Korean ceramics

Recently, David and I visited the Honolulu Museum of Art to view Korean ceramics, which were and are famous throughout Asia.

These are pieces from the Chosun Dynasty (1392-1910):

Korean art 002-A

Korean art 004-A

Korean art 005-A

Korean art 006-A

Korean art 007-A

Korean art 008-A

Korean art 010-A

There were other works of art in the Korean section of the museum, but I just wanted to focus on the ceramics today.

As you know, I am pure Korean and my daughters are half Korean. We are definitely proud of our Korean heritage.

David and I spent five days in Korea in 2002 to bury the remains of my maternal grandparents in the national cemetery. They were honored as Patriots of Korea for working tirelessly to liberate Korea from Japanese colonization.

It’s too bad that the Korean peninsula is divided, as I have relatives living in both North and South Korea. We always pray for unification, which hopefully will happen in my lifetime.

19 Responses to “Korean ceramics”

  1. Granny Annie Says:

    I had missed knowing that you were Korean. Yes unity of North and South would be amazing in all our lifetimes. That pottery is wonderful. Thanks for sharing.

  2. DJan Says:

    Very beautiful ceramics. I also hope that peace comes to that part of the world in my lifetime, but I am not optimistic.

    • gigihawaii Says:

      I love to look at pretty things — art, jewelry, nature. All of it.

      The situation in that region does look bleak, doesn’t it? I try not to be despondent, but that’s life.

  3. mageb Says:

    Flat out wonderful ceramics. Thanks for sharing these with all of us.

  4. Olga Says:

    The ceramics are amazing. I love to browse through art museums.

  5. Christine Says:

    beautiful ceramics, wonderful that you have been to Korea.

  6. L...w Says:

    I am disturbed sometimes with Japan’s past military aggression. I would like to read more about this period in Japan’s history to find out how and why. Sometimes, I get the sense watching Japanese drama that culturally the Japanese are so refined that their inner child is not happy and free. Just my guess being Japanese myself.

  7. Michèle Hastings Says:

    I followed the link you posted on Linda Starr’s blog. My boyfriend and I are potters in NC and he just returned from Mungyeong S. Korea. This was his third trip.
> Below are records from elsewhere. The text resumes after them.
//! Geometry decoded from a single shapefile record.
//!
//! Shapes are built on `geo` primitives. Coordinates are taken verbatim from
//! the source file; no projection is applied.

use geo::{
    BoundingRect, Geometry, LineString, MultiLineString, MultiPoint, MultiPolygon, Point, Polygon,
    Rect, Winding,
};

/// Shape type codes used by the shapefile main header and record headers.
///
/// Z and M variants share their planar layout with the base type; readers
/// decode the X/Y portion and ignore the measure and elevation arrays.
///
/// # Examples
/// ```
/// use shpzip_core::ShapeType;
///
/// assert_eq!(ShapeType::from_code(15), Some(ShapeType::PolygonZ));
/// assert_eq!(ShapeType::PolygonZ.planar(), ShapeType::Polygon);
/// assert_eq!(ShapeType::from_code(31), None);
/// ```
#[derive(Debug, Clone, Copy, PartialEq, Eq, Hash)]
#[cfg_attr(feature = "serde", derive(serde::Serialize, serde::Deserialize))]
pub enum ShapeType {
    /// Record without geometry.
    Null,
    /// Single X/Y position.
    Point,
    /// One or more line parts.
    PolyLine,
    /// One or more closed rings.
    Polygon,
    /// Unordered set of positions.
    MultiPoint,
    /// Point with elevation.
    PointZ,
    /// PolyLine with elevation.
    PolyLineZ,
    /// Polygon with elevation.
    PolygonZ,
    /// MultiPoint with elevation.
    MultiPointZ,
    /// Point with measure.
    PointM,
    /// PolyLine with measure.
    PolyLineM,
    /// Polygon with measure.
    PolygonM,
    /// MultiPoint with measure.
    MultiPointM,
}

impl ShapeType {
    /// Map a numeric shape type code to a [`ShapeType`].
    ///
    /// Returns `None` for unknown codes and for MultiPatch (31), which this
    /// crate does not decode.
    #[must_use]
    pub const fn from_code(code: i32) -> Option<Self> {
        match code {
            0 => Some(Self::Null),
            1 => Some(Self::Point),
            3 => Some(Self::PolyLine),
            5 => Some(Self::Polygon),
            8 => Some(Self::MultiPoint),
            11 => Some(Self::PointZ),
            13 => Some(Self::PolyLineZ),
            15 => Some(Self::PolygonZ),
            18 => Some(Self::MultiPointZ),
            21 => Some(Self::PointM),
            23 => Some(Self::PolyLineM),
            25 => Some(Self::PolygonM),
            28 => Some(Self::MultiPointM),
            _ => None,
        }
    }

    /// Numeric code written to shapefile headers.
    #[must_use]
    pub const fn code(self) -> i32 {
        match self {
            Self::Null => 0,
            Self::Point => 1,
            Self::PolyLine => 3,
            Self::Polygon => 5,
            Self::MultiPoint => 8,
            Self::PointZ => 11,
            Self::PolyLineZ => 13,
            Self::PolygonZ => 15,
            Self::MultiPointZ => 18,
            Self::PointM => 21,
            Self::PolyLineM => 23,
            Self::PolygonM => 25,
            Self::MultiPointM => 28,
        }
    }

    /// The two-dimensional type sharing this type's X/Y layout.
    #[must_use]
    pub const fn planar(self) -> Self {
        match self {
            Self::PointZ | Self::PointM => Self::Point,
            Self::PolyLineZ | Self::PolyLineM => Self::PolyLine,
            Self::PolygonZ | Self::PolygonM => Self::Polygon,
            Self::MultiPointZ | Self::MultiPointM => Self::MultiPoint,
            other => other,
        }
    }
}

/// Geometry of one shapefile record.
#[derive(Debug, Clone, PartialEq)]
#[cfg_attr(feature = "serde", derive(serde::Serialize, serde::Deserialize))]
pub enum Shape {
    /// The record carries no geometry.
    Null,
    /// A single position.
    Point(Point<f64>),
    /// A set of positions.
    MultiPoint(MultiPoint<f64>),
    /// Line parts in file order.
    PolyLine(MultiLineString<f64>),
    /// Rings grouped into polygons by winding order.
    Polygon(MultiPolygon<f64>),
}

impl Shape {
    /// Planar [`ShapeType`] of this shape.
    #[must_use]
    pub const fn shape_type(&self) -> ShapeType {
        match self {
            Self::Null => ShapeType::Null,
            Self::Point(_) => ShapeType::Point,
            Self::MultiPoint(_) => ShapeType::MultiPoint,
            Self::PolyLine(_) => ShapeType::PolyLine,
            Self::Polygon(_) => ShapeType::Polygon,
        }
    }

    /// Convert into a general `geo` geometry; `None` for [`Shape::Null`].
    #[must_use]
    pub fn to_geometry(&self) -> Option<Geometry<f64>> {
        match self {
            Self::Null => None,
            Self::Point(point) => Some(Geometry::Point(*point)),
            Self::MultiPoint(points) => Some(Geometry::MultiPoint(points.clone())),
            Self::PolyLine(lines) => Some(Geometry::MultiLineString(lines.clone())),
            Self::Polygon(polygons) => Some(Geometry::MultiPolygon(polygons.clone())),
        }
    }

    /// Axis-aligned bounds of the shape, if it has any coordinates.
    #[must_use]
    pub fn bounding_rect(&self) -> Option<Rect<f64>> {
        match self {
            Self::Null => None,
            Self::Point(point) => Some(point.bounding_rect()),
            Self::MultiPoint(points) => points.bounding_rect(),
            Self::PolyLine(lines) => lines.bounding_rect(),
            Self::Polygon(polygons) => polygons.bounding_rect(),
        }
    }

    /// Build a polygon shape from rings in file order.
    ///
    /// Clockwise rings open a new polygon; counter-clockwise rings are holes
    /// of the most recent polygon. A hole appearing before any exterior ring
    /// is promoted to an exterior.
    ///
    /// # Examples
    /// ```
    /// use geo::LineString;
    /// use shpzip_core::Shape;
    ///
    /// let outer = LineString::from(vec![(0.0, 0.0), (0.0, 4.0), (4.0, 4.0), (4.0, 0.0), (0.0, 0.0)]);
    /// let hole = LineString::from(vec![(1.0, 1.0), (2.0, 1.0), (2.0, 2.0), (1.0, 2.0), (1.0, 1.0)]);
    /// let Shape::Polygon(polygons) = Shape::polygon_from_rings(vec![outer, hole]) else {
    ///     unreachable!("rings always build a polygon shape");
    /// };
    /// assert_eq!(polygons.0.len(), 1);
    /// assert_eq!(polygons.0[0].interiors().len(), 1);
    /// ```
    #[must_use]
    pub fn polygon_from_rings(rings: Vec<LineString<f64>>) -> Self {
        let mut polygons: Vec<(LineString<f64>, Vec<LineString<f64>>)> = Vec::new();
        for ring in rings {
            match polygons.last_mut() {
                Some((_, holes)) if !ring.is_cw() => holes.push(ring),
                _ => polygons.push((ring, Vec::new())),
            }
        }
        Self::Polygon(MultiPolygon::new(
            polygons
                .into_iter()
                .map(|(exterior, holes)| Polygon::new(exterior, holes))
                .collect(),
        ))
    }
}

#[cfg(test)]
mod tests {
    use super::*;
    use geo::{Coord, coord};
    use rstest::rstest;

    fn square(origin: Coord<f64>, size: f64, clockwise: bool) -> LineString<f64> {
        let corners = vec![
            origin,
            coord! { x: origin.x, y: origin.y + size },
            coord! { x: origin.x + size, y: origin.y + size },
            coord! { x: origin.x + size, y: origin.y },
            origin,
        ];
        let mut ring = LineString::new(corners);
        if !clockwise {
            ring.0.reverse();
        }
        ring
    }

    #[rstest]
    #[case(0, ShapeType::Null)]
    #[case(1, ShapeType::Point)]
    #[case(3, ShapeType::PolyLine)]
    #[case(5, ShapeType::Polygon)]
    #[case(8, ShapeType::MultiPoint)]
    #[case(23, ShapeType::PolyLineM)]
    fn codes_round_trip(#[case] code: i32, #[case] expected: ShapeType) {
        assert_eq!(ShapeType::from_code(code), Some(expected));
        assert_eq!(expected.code(), code);
    }

    #[rstest]
    #[case(2)]
    #[case(31)]
    #[case(-1)]
    fn rejects_unknown_codes(#[case] code: i32) {
        assert_eq!(ShapeType::from_code(code), None);
    }

    #[rstest]
    fn separate_exteriors_become_separate_polygons() {
        let first = square(coord! { x: 0.0, y: 0.0 }, 1.0, true);
        let second = square(coord! { x: 5.0, y: 5.0 }, 1.0, true);
        let Shape::Polygon(polygons) = Shape::polygon_from_rings(vec![first, second]) else {
            panic!("expected polygon shape");
        };
        assert_eq!(polygons.0.len(), 2);
        assert!(polygons.0.iter().all(|p| p.interiors().is_empty()));
    }

    #[rstest]
    fn leading_hole_is_promoted_to_exterior() {
        let hole = square(coord! { x: 0.0, y: 0.0 }, 1.0, false);
        let Shape::Polygon(polygons) = Shape::polygon_from_rings(vec![hole]) else {
            panic!("expected polygon shape");
        };
        assert_eq!(polygons.0.len(), 1);
    }

    #[rstest]
    fn null_shape_has_no_geometry_or_bounds() {
        assert!(Shape::Null.to_geometry().is_none());
        assert!(Shape::Null.bounding_rect().is_none());
    }

    #[rstest]
    fn polygon_bounds_cover_all_rings() {
        let shape = Shape::polygon_from_rings(vec![
            square(coord! { x: 0.0, y: 0.0 }, 1.0, true),
            square(coord! { x: 5.0, y: 5.0 }, 2.0, true),
        ]);
        let bounds = shape.bounding_rect().expect("polygon should have bounds");
        assert_eq!(bounds.min(), coord! { x: 0.0, y: 0.0 });
        assert_eq!(bounds.max(), coord! { x: 7.0, y: 7.0 });
    }
}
He is invited to participate in the city’s tea bowl (chasabal) festival as an international exchange artist. We have fallen in love with Korean culture… particularly the food and pottery! As I type, he is in the kitchen making his version of the Korean beef soup, tteokguk (I hope that’s right!). Can’t wait to eat!
    How wonderful it would be if Korea could be unified. It seems impossible, but I think we all felt that about Germany at one time too.

  8. SchmidleysScribbling Says:

    The division in Korea is sad, however, I would rather live in the South.
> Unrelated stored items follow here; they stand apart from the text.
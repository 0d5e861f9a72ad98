//! Test-only readers and fixture builders shared by unit and behaviour tests.
//!
//! The fixture builders write minimal but well-formed shapefile, dBase and
//! ZIP payloads so tests never depend on binary files checked into the tree.

use std::io::{self, Cursor, Write};
use std::sync::Arc;
use std::sync::atomic::{AtomicUsize, Ordering};

use byteorder::{BigEndian, LittleEndian, WriteBytesExt};
use geo::{Coord, LineString, Rect};
use zip::result::ZipResult;
use zip::write::FileOptions;
use zip::{CompressionMethod, ZipWriter};

use crate::{CloseError, Field, ReadError, SequentialReader, Shape, StreamKind};

/// Shared counter recording how many times a resource was released.
#[derive(Debug, Clone, Default)]
pub struct ReleaseCounter(Arc<AtomicUsize>);

impl ReleaseCounter {
    /// Record one release.
    pub fn record(&self) {
        self.0.fetch_add(1, Ordering::SeqCst);
    }

    /// Number of releases recorded so far.
    #[must_use]
    pub fn count(&self) -> usize {
        self.0.load(Ordering::SeqCst)
    }
}

/// In-memory [`SequentialReader`] driven by a fixed script of records.
#[derive(Debug, Default)]
pub struct ScriptedReader {
    shapes: Vec<Shape>,
    rows: Vec<Vec<String>>,
    fields: Vec<Field>,
    fail_at: Option<usize>,
    close_failure: Option<String>,
    next_index: usize,
    current: Option<usize>,
    exhausted: bool,
    closed: bool,
    error: Option<ReadError>,
    counter: ReleaseCounter,
}

impl ScriptedReader {
    /// Create a reader yielding `shapes` without attributes.
    pub fn with_shapes<I>(shapes: I) -> Self
    where
        I: IntoIterator<Item = Shape>,
    {
        Self {
            shapes: shapes.into_iter().collect(),
            ..Self::default()
        }
    }

    /// Attach an attribute schema and one row per record.
    #[must_use]
    pub fn with_attributes(mut self, fields: Vec<Field>, rows: Vec<Vec<String>>) -> Self {
        self.fields = fields;
        self.rows = rows;
        self
    }

    /// Report a decode fault when advancing onto record `index`.
    #[must_use]
    pub const fn failing_at(mut self, index: usize) -> Self {
        self.fail_at = Some(index);
        self
    }

    /// Make `close` fail with `message`.
    #[must_use]
    pub fn failing_close(mut self, message: impl Into<String>) -> Self {
        self.close_failure = Some(message.into());
        self
    }

    /// Counts calls to `close` that reached the streams.
    #[must_use]
    pub fn counter(&self) -> ReleaseCounter {
        self.counter.clone()
    }
}

impl SequentialReader for ScriptedReader {
    fn advance(&mut self) -> bool {
        if self.exhausted || self.closed {
            return false;
        }
        let index = self.next_index;
        if self.fail_at == Some(index) {
            self.error = Some(ReadError::MalformedRecord {
                record: index,
                reason: "scripted fault".to_owned(),
            });
        }
        if self.error.is_some() || index >= self.shapes.len() {
            self.exhausted = true;
            self.current = None;
            return false;
        }
        self.current = Some(index);
        self.next_index = index + 1;
        true
    }

    fn shape(&self) -> Option<(usize, &Shape)> {
        let index = self.current?;
        self.shapes.get(index).map(|shape| (index, shape))
    }

    fn attribute(&self, field: usize) -> &str {
        self.current
            .and_then(|index| self.rows.get(index))
            .and_then(|row| row.get(field))
            .map_or("", String::as_str)
    }

    fn fields(&self) -> &[Field] {
        &self.fields
    }

    fn error(&self) -> Option<&ReadError> {
        self.error.as_ref()
    }

    fn close(&mut self) -> Result<(), CloseError> {
        if self.closed {
            return Ok(());
        }
        self.closed = true;
        self.current = None;
        self.counter.record();
        match self.close_failure.take() {
            Some(message) => Err(CloseError::new(StreamKind::Geometry, io::Error::other(message))),
            None => Ok(()),
        }
    }
}

/// Builder for a shapefile geometry stream and its dBase companion.
#[derive(Debug, Clone, Default)]
pub struct ShapefileFixture {
    shapes: Vec<Shape>,
    fields: Vec<Field>,
    rows: Vec<Vec<String>>,
}

impl ShapefileFixture {
    /// Start an empty fixture.
    #[must_use]
    pub fn new() -> Self {
        Self::default()
    }

    /// Append a geometry record.
    #[must_use]
    pub fn with_shape(mut self, shape: Shape) -> Self {
        self.shapes.push(shape);
        self
    }

    /// Append a column to the attribute schema.
    #[must_use]
    pub fn with_field(mut self, field: Field) -> Self {
        self.fields.push(field);
        self
    }

    /// Append an attribute row.
    #[must_use]
    pub fn with_row(mut self, values: &[&str]) -> Self {
        self.rows
            .push(values.iter().map(|value| (*value).to_owned()).collect());
        self
    }

    /// Geometry records in insertion order.
    #[must_use]
    pub fn shapes(&self) -> &[Shape] {
        &self.shapes
    }

    /// Encode the geometry stream.
    ///
    /// # Errors
    /// Fails when a record or the file exceeds the format's size limits.
    pub fn shp_bytes(&self) -> io::Result<Vec<u8>> {
        let mut records = Vec::new();
        for (index, shape) in self.shapes.iter().enumerate() {
            let content = encode_shape(shape)?;
            records.write_i32::<BigEndian>(to_i32(index + 1)?)?;
            records.write_i32::<BigEndian>(to_i32(content.len() >> 1)?)?;
            records.write_all(&content)?;
        }

        let shape_type = self
            .shapes
            .iter()
            .find(|shape| !matches!(shape, Shape::Null))
            .map_or(0, |shape| shape.shape_type().code());
        let bounds = self
            .shapes
            .iter()
            .filter_map(Shape::bounding_rect)
            .reduce(merge_rects);

        let mut out = Vec::with_capacity(100 + records.len());
        out.write_i32::<BigEndian>(9994)?;
        for _ in 0..5 {
            out.write_i32::<BigEndian>(0)?;
        }
        out.write_i32::<BigEndian>(to_i32((100 + records.len()) >> 1)?)?;
        out.write_i32::<LittleEndian>(1000)?;
        out.write_i32::<LittleEndian>(shape_type)?;
        write_rect(&mut out, bounds)?;
        for _ in 0..4 {
            out.write_f64::<LittleEndian>(0.0)?;
        }
        out.write_all(&records)?;
        Ok(out)
    }

    /// Encode the dBase III attribute stream.
    ///
    /// # Errors
    /// Fails when the schema does not fit the dBase header fields.
    pub fn dbf_bytes(&self) -> io::Result<Vec<u8>> {
        let header_length = 32 + 32 * self.fields.len() + 1;
        let record_length = 1 + self
            .fields
            .iter()
            .map(|field| usize::from(field.length))
            .sum::<usize>();

        let mut out = Vec::new();
        out.write_all(&[0x03, 124, 1, 1])?;
        out.write_u32::<LittleEndian>(to_u32(self.rows.len())?)?;
        out.write_u16::<LittleEndian>(to_u16(header_length)?)?;
        out.write_u16::<LittleEndian>(to_u16(record_length)?)?;
        out.write_all(&[0; 20])?;

        for field in &self.fields {
            let mut name = [0_u8; 11];
            for (slot, byte) in name.iter_mut().zip(field.name.bytes().take(10)) {
                *slot = byte;
            }
            out.write_all(&name)?;
            out.write_u8(field.field_type.as_byte())?;
            out.write_all(&[0; 4])?;
            out.write_u8(field.length)?;
            out.write_u8(field.decimals)?;
            out.write_all(&[0; 14])?;
        }
        out.write_u8(0x0D)?;

        for row in &self.rows {
            out.write_u8(b' ')?;
            for (index, field) in self.fields.iter().enumerate() {
                let value = row.get(index).map_or("", String::as_str);
                out.write_all(&pad_value(value, field))?;
            }
        }
        out.write_u8(0x1A)?;
        Ok(out)
    }
}

/// Pack `entries` into an uncompressed ZIP archive, preserving order.
///
/// # Errors
/// Propagates failures from the ZIP writer.
pub fn zip_archive<'a, I>(entries: I) -> ZipResult<Vec<u8>>
where
    I: IntoIterator<Item = (&'a str, &'a [u8])>,
{
    let mut writer = ZipWriter::new(Cursor::new(Vec::new()));
    let options = FileOptions::default().compression_method(CompressionMethod::Stored);
    for (name, bytes) in entries {
        writer.start_file(name, options)?;
        writer.write_all(bytes)?;
    }
    Ok(writer.finish()?.into_inner())
}

fn encode_shape(shape: &Shape) -> io::Result<Vec<u8>> {
    let mut out = Vec::new();
    out.write_i32::<LittleEndian>(shape.shape_type().code())?;
    match shape {
        Shape::Null => {}
        Shape::Point(point) => {
            out.write_f64::<LittleEndian>(point.x())?;
            out.write_f64::<LittleEndian>(point.y())?;
        }
        Shape::MultiPoint(points) => {
            write_rect(&mut out, shape.bounding_rect())?;
            out.write_i32::<LittleEndian>(to_i32(points.0.len())?)?;
            for point in &points.0 {
                out.write_f64::<LittleEndian>(point.x())?;
                out.write_f64::<LittleEndian>(point.y())?;
            }
        }
        Shape::PolyLine(lines) => {
            let parts: Vec<&LineString<f64>> = lines.0.iter().collect();
            write_parts(&mut out, shape.bounding_rect(), &parts)?;
        }
        Shape::Polygon(polygons) => {
            let rings: Vec<&LineString<f64>> = polygons
                .0
                .iter()
                .flat_map(|polygon| std::iter::once(polygon.exterior()).chain(polygon.interiors()))
                .collect();
            write_parts(&mut out, shape.bounding_rect(), &rings)?;
        }
    }
    Ok(out)
}

fn write_parts(
    out: &mut Vec<u8>,
    bounds: Option<Rect<f64>>,
    parts: &[&LineString<f64>],
) -> io::Result<()> {
    write_rect(out, bounds)?;
    let total: usize = parts.iter().map(|part| part.0.len()).sum();
    out.write_i32::<LittleEndian>(to_i32(parts.len())?)?;
    out.write_i32::<LittleEndian>(to_i32(total)?)?;
    let mut start = 0;
    for part in parts {
        out.write_i32::<LittleEndian>(to_i32(start)?)?;
        start += part.0.len();
    }
    for coord in parts.iter().flat_map(|part| part.0.iter()) {
        out.write_f64::<LittleEndian>(coord.x)?;
        out.write_f64::<LittleEndian>(coord.y)?;
    }
    Ok(())
}

const ORIGIN: Coord<f64> = Coord { x: 0.0, y: 0.0 };

fn write_rect(out: &mut Vec<u8>, bounds: Option<Rect<f64>>) -> io::Result<()> {
    let (min, max) = bounds.map_or((ORIGIN, ORIGIN), |rect| (rect.min(), rect.max()));
    for value in [min.x, min.y, max.x, max.y] {
        out.write_f64::<LittleEndian>(value)?;
    }
    Ok(())
}

fn merge_rects(lhs: Rect<f64>, rhs: Rect<f64>) -> Rect<f64> {
    Rect::new(
        Coord {
            x: lhs.min().x.min(rhs.min().x),
            y: lhs.min().y.min(rhs.min().y),
        },
        Coord {
            x: lhs.max().x.max(rhs.max().x),
            y: lhs.max().y.max(rhs.max().y),
        },
    )
}

fn pad_value(value: &str, field: &Field) -> Vec<u8> {
    let width = usize::from(field.length);
    let bytes: Vec<u8> = value.bytes().take(width).collect();
    let padding = vec![b' '; width - bytes.len()];
    match field.field_type {
        crate::FieldType::Numeric | crate::FieldType::Float => [padding, bytes].concat(),
        _ => [bytes, padding].concat(),
    }
}

fn to_i32(value: usize) -> io::Result<i32> {
    i32::try_from(value).map_err(io::Error::other)
}

fn to_u32(value: usize) -> io::Result<u32> {
    u32::try_from(value).map_err(io::Error::other)
}

fn to_u16(value: usize) -> io::Result<u16> {
    u16::try_from(value).map_err(io::Error::other)
}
    I love the Korean green ware. Years back, I attended a special exhibition of this pottery in New York City. Still have the catalogue from the ex. I also love the museum in Honolulu which has a lovely collection of Asian art and had a few nice Impressionist pieces when I visited. And I visited it many times. At one point the Honolulu museum hosted an exhibition of items from the Avery Brundage collection in San Francisco.

    Re your grandparents, how special that you could attend their interment. Congratulations!

  9. Linda Reeder Says:

    What beautiful forms and glazes!

  10. Grannymar Says:

    Interesting shapes and glazes.

  11. Linda Starr Says:

    oh wonderful ceramics, I love the turtle vase so beautiful and whimsical, I hope Korea can one day be united it must be hard having relatives that you aren’t able to visit.

  12. DeniseinVA Says:

    The ceramics are marvelous Gigi, I focused on the turtle vase too. Really gorgeous! I love ceramics and wish I had more in my home.

  13. Beatrice P. Boyd Says:

    I was unfamiliar with Korean ceramics and your heritage before reading this post, Gigi. The art was beautiful and you are rightfully proud of its origins. I also enjoy visiting art museums and collections to admire the talent of artists.

  14. marmeladegypsy Says:

    I don’t think I knew you were Korean — I knew you had many lovely Korean things but wasn’t sure they were part of your tradition (some I knew — like the chest). I really love the art you shared. And I hope someday your family can all be together.